## About this exercise
Restate word for word the lines of the records below, starting at the line that contains "enthusiasts wanted a" and ending at the line that contains "cross-platform app using", with both of those lines included and nothing else.
--- START ---
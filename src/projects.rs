#[derive(Debug, PartialEq, Eq)]
pub struct ProjectSection {
    pub heading: &'static str,
    pub items: &'static [&'static str],
}

#[derive(Debug, PartialEq, Eq)]
pub struct ProjectLink {
    pub label: &'static str,
    pub href: &'static str,
    pub primary: bool,
}

#[derive(Debug, PartialEq, Eq)]
pub struct ProjectRecord {
    pub id: &'static str,
    pub title: &'static str,
    /// SVG path drawn in a 24x24 view box.
    pub icon_path: &'static str,
    pub summary: &'static str,
    pub tags: &'static [&'static str],
    /// Space-separated filter tokens for the card's `data-category`.
    pub categories: &'static str,
    pub challenge: &'static str,
    pub sections: &'static [ProjectSection],
    pub code_sample: Option<&'static str>,
    pub links: &'static [ProjectLink],
}

const DEMO_LINKS: &[ProjectLink] = &[
    ProjectLink {
        label: "View Live Demo",
        href: "#",
        primary: true,
    },
    ProjectLink {
        label: "GitHub Repository",
        href: "#",
        primary: false,
    },
];

pub static PROJECTS: &[ProjectRecord] = &[
    ProjectRecord {
        id: "ai-generator",
        title: "AI Content Generator",
        icon_path: "M12 2L2 7l10 5 10-5-10-5zM2 17l10 5 10-5M2 12l10 5 10-5",
        summary: "Marketing copy on demand for small businesses, powered by large language models.",
        tags: &["React", "Node.js", "OpenAI"],
        categories: "web ai",
        challenge: "Small businesses needed an affordable way to create high-quality marketing content without hiring expensive copywriters or spending hours writing.",
        sections: &[
            ProjectSection {
                heading: "Solution",
                items: &[
                    "Built a full-stack application using React and Node.js",
                    "Integrated OpenAI's GPT API for content generation",
                    "Created templates for different content types (emails, social posts, ads)",
                    "Implemented user authentication and content history",
                ],
            },
            ProjectSection {
                heading: "Results",
                items: &[
                    "500+ active users in the first 3 months",
                    "Generated over 10,000 pieces of content",
                    "Average time savings of 80% reported by users",
                    "4.8/5 star rating on Product Hunt",
                ],
            },
        ],
        code_sample: Some(
            r#"// Example API integration
const generateContent = async (prompt, type) => {
  const response = await openai.createCompletion({
    model: "text-davinci-003",
    prompt: `Generate ${type}: ${prompt}`,
    max_tokens: 200,
    temperature: 0.7
  });

  return response.data.choices[0].text.trim();
};"#,
        ),
        links: DEMO_LINKS,
    },
    ProjectRecord {
        id: "dashboard",
        title: "E-commerce Dashboard",
        icon_path: "M3 3h18v18H3V3zm16 16V5H5v14h14zM11 7h2v2h-2V7zm0 4h2v6h-2v-6z",
        summary: "Inventory, orders and analytics in one real-time view.",
        tags: &["Vue.js", "Firebase", "Chart.js"],
        categories: "web",
        challenge: "E-commerce businesses needed a comprehensive dashboard to manage inventory, orders, and analytics in real-time without switching between multiple tools.",
        sections: &[
            ProjectSection {
                heading: "Approach",
                items: &[
                    "Designed a responsive Vue.js application with modular components",
                    "Integrated with Firebase for real-time data synchronization",
                    "Used Chart.js for interactive data visualizations",
                    "Implemented role-based access control",
                ],
            },
            ProjectSection {
                heading: "Impact",
                items: &[
                    "Reduced order processing time by 60%",
                    "Improved inventory accuracy to 99.2%",
                    "Increased team productivity by 40%",
                    "Currently used by 50+ e-commerce businesses",
                ],
            },
        ],
        code_sample: None,
        links: DEMO_LINKS,
    },
    ProjectRecord {
        id: "fitness-app",
        title: "Fitness Tracking App",
        icon_path: "M17 2H7c-1.1 0-2 .9-2 2v16c0 1.1.9 2 2 2h10c1.1 0 2-.9 2-2V4c0-1.1-.9-2-2-2zM7 4h10v13H7V4z",
        summary: "Workout tracking, training plans and social motivation on iOS and Android.",
        tags: &["React Native", "SQLite", "HealthKit"],
        categories: "mobile",
        challenge: "Fitness enthusiasts wanted a mobile app that could track workouts, provide social motivation, and offer personalized training plans all in one place.",
        sections: &[
            ProjectSection {
                heading: "Solution",
                items: &[
                    "Built cross-platform app using React Native",
                    "Implemented offline-first architecture with SQLite",
                    "Created social features for sharing progress",
                    "Integrated with wearable devices via HealthKit/Google Fit",
                ],
            },
            ProjectSection {
                heading: "Results",
                items: &[
                    "25,000+ downloads in the first year",
                    "4.7/5 star rating on App Store",
                    "85% user retention rate after 30 days",
                    "Featured in \"Best Health Apps\" by major tech publications",
                ],
            },
        ],
        code_sample: None,
        links: &[
            ProjectLink {
                label: "Download from App Store",
                href: "#",
                primary: true,
            },
            ProjectLink {
                label: "View on GitHub",
                href: "#",
                primary: false,
            },
        ],
    },
    ProjectRecord {
        id: "task-manager",
        title: "Task Management Platform",
        icon_path: "M12 2C6.48 2 2 6.48 2 12s4.48 10 10 10 10-4.48 10-10S17.52 2 12 2zm-2 15l-5-5 1.41-1.41L10 14.17l7.59-7.59L19 8l-9 9z",
        summary: "Real-time project management with chat and reporting for remote teams.",
        tags: &["Next.js", "Socket.io", "PostgreSQL"],
        categories: "web",
        challenge: "Remote teams needed a collaborative project management tool with real-time updates, integrated chat, and advanced reporting capabilities.",
        sections: &[
            ProjectSection {
                heading: "Approach",
                items: &[
                    "Developed with Next.js for optimal performance and SEO",
                    "Used Socket.io for real-time collaboration features",
                    "Implemented PostgreSQL with complex query optimization",
                    "Created custom reporting dashboard with data visualization",
                ],
            },
            ProjectSection {
                heading: "Impact",
                items: &[
                    "Improved team productivity by 55%",
                    "Reduced project delivery time by 30%",
                    "Used by 200+ teams across 15 countries",
                    "Processed over 1 million tasks and messages",
                ],
            },
        ],
        code_sample: None,
        links: DEMO_LINKS,
    },
];

pub fn find_project(id: &str) -> Option<&'static ProjectRecord> {
    PROJECTS.iter().find(|project| project.id == id)
}

#[cfg(test)]
mod tests {
    use super::*;
    use std::collections::HashSet;

    #[test]
    fn dashboard_record_is_found_by_id() {
        let project = find_project("dashboard").expect("dashboard record");

        assert_eq!(project.title, "E-commerce Dashboard");
    }

    #[test]
    fn unknown_id_is_absent() {
        assert_eq!(find_project("nonexistent-id"), None);
    }

    #[test]
    fn ids_are_unique_and_records_are_complete() {
        let ids: HashSet<_> = PROJECTS.iter().map(|project| project.id).collect();
        assert_eq!(ids.len(), PROJECTS.len());

        for project in PROJECTS {
            assert!(!project.challenge.is_empty(), "{}", project.id);
            assert!(!project.sections.is_empty(), "{}", project.id);
            assert!(!project.categories.is_empty(), "{}", project.id);
            assert!(project.links.iter().any(|link| link.primary), "{}", project.id);
        }
    }
}
#[function_component(ProjectCard)]
fn project_card(props: &ProjectCardProps) -> Html {
    let node = use_node_ref();
    let revealed = use_reveal(node.clone());
    let project = props.project;
    let visibility = props.visibility;

    let onclick = {
        let on_open = props.on_open.clone();
        let id = project.id;
        Callback::from(move |_: MouseEvent| on_open.emit(id))
    };

    let style = format!(
        "{} animation-delay: {}ms;",
        display_style(visibility.visible),
        card_stagger_delay(props.index)
    );

    html! {
        <article
            ref={node}
            class={classes!(
                "project-card",
                (revealed && visibility.visible).then_some(REVEAL_CLASS),
                visibility.visible.then_some("fade-in")
            )}
            data-category={project.categories}
            {style}
        >
            <div class="project-image">
                <svg width="64" height="64" fill="currentColor" viewBox="0 0 24 24">
                    <path d={project.icon_path} />
                </svg>
            </div>
            <div class="project-content">
                <h3 class="project-title">{project.title}</h3>
                <p class="project-description">{project.summary}</p>
                <div class="project-tags">
                    { for project.tags.iter().map(|tag| html! { <span class="tag">{*tag}</span> }) }
                </div>
                <button class="btn btn-secondary project-details" type="button" {onclick}>
                    {"View Details"}
                </button>
            </div>
        </article>
    }
}

#[function_component(ExperienceSection)]
pub fn experience_section() -> Html {
    html! {
        <section id="experience" class="experience-section">
            <h2 class="section-title">{"Experience"}</h2>
            <div class="timeline">
                { for TIMELINE.iter().map(|entry| html! { <TimelineItem {entry} /> }) }
            </div>
        </section>
    }
}

#[derive(Properties, PartialEq)]
struct TimelineItemProps {
    entry: &'static TimelineEntry,
}

#[function_component(TimelineItem)]
fn timeline_item(props: &TimelineItemProps) -> Html {
    let node = use_node_ref();
    let revealed = use_reveal(node.clone());
    let entry = props.entry;

    html! {
        <div ref={node} class={classes!("timeline-item", revealed.then_some(REVEAL_CLASS))}>
            <span class="timeline-date">{entry.period}</span>
            <h3>{entry.role}</h3>
            <p class="timeline-company">{entry.organisation}</p>
            <p>{entry.summary}</p>
        </div>
    }
}

#[function_component(AboutSection)]
pub fn about_section() -> Html {
    html! {
        <section id="about" class="about-section">
            <h2 class="section-title">{"About Me"}</h2>
            <p>
                {"I'm a full-stack developer with five years of experience turning ideas into \
                  reliable products. I care about clean interfaces, fast pages and code that \
                  the next person can read."}
            </p>
        </section>
    }
}

const SUBMIT_LABEL: &str = "Send Message";

#[derive(Properties, PartialEq)]
pub struct ContactSectionProps {
    pub notify: Callback<(String, Severity)>,
}

#[function_component(ContactSection)]
pub fn contact_section(props: &ContactSectionProps) -> Html {
    let services = use_context::<Rc<Services>>();
    let form_ref = use_node_ref();
    let button = use_state(|| SubmitButton::new(SUBMIT_LABEL));

    let onsubmit = {
        let form_ref = form_ref.clone();
        let button = button.clone();
        let notify = props.notify.clone();
        Callback::from(move |event: SubmitEvent| {
            event.prevent_default();

            let (Some(services), Some(form)) = (services.clone(), form_ref.cast::<HtmlFormElement>())
            else {
                return;
            };

            let mut sending = (*button).clone();
            if !sending.begin() {
                return;
            }
            button.set(sending.clone());

            let message = collect_message(&form);
            let delivery = Delivery::from_config(&services.config);
            let button = button.clone();
            let notify = notify.clone();

            spawn_local(async move {
                let outcome = deliver_message(&delivery, &message).await;
                match &outcome {
                    Ok(()) => {
                        services.reporter.report(
                            log::Level::Info,
                            "contact_form_sent",
                            serde_json::json!({ "simulated": matches!(delivery, Delivery::Simulated { .. }) }),
                        );
                        form.reset();
                    }
                    Err(error) => services.reporter.report(
                        log::Level::Error,
                        "contact_form_failed",
                        serde_json::json!({ "error": error.to_string() }),
                    ),
                }

                let (text, severity) = outcome_notice(&outcome);
                notify.emit((text.to_string(), severity));

                let mut restored = sending;
                restored.finish();
                button.set(restored);
            });
        })
    };

    html! {
        <section id="contact" class="contact-section">
            <h2 class="section-title">{"Get In Touch"}</h2>
            <form id="contact-form" ref={form_ref} {onsubmit}>
                <div class="form-group">
                    <label for="name">{"Name"}</label>
                    <input id="name" name="name" type="text" required=true />
                </div>
                <div class="form-group">
                    <label for="email">{"Email"}</label>
                    <input id="email" name="email" type="email" required=true />
                </div>
                <div class="form-group">
                    <label for="subject">{"Subject"}</label>
                    <input id="subject" name="subject" type="text" required=true />
                </div>
                <div class="form-group">
                    <label for="message">{"Message"}</label>
                    <textarea id="message" name="message" rows="5" required=true></textarea>
                </div>
                <button class="btn btn-primary" type="submit" disabled={button.disabled()}>
                    {button.label().to_string()}
                </button>
            </form>
        </section>
    }
}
--- END ---
## Finished exercise
        challenge: "Fitness enthusiasts wanted a mobile app that could track workouts, provide social motivation, and offer personalized training plans all in one place.",
        sections: &[
            ProjectSection {
                heading: "Solution",
                items: &[
                    "Built cross-platform app using React Native",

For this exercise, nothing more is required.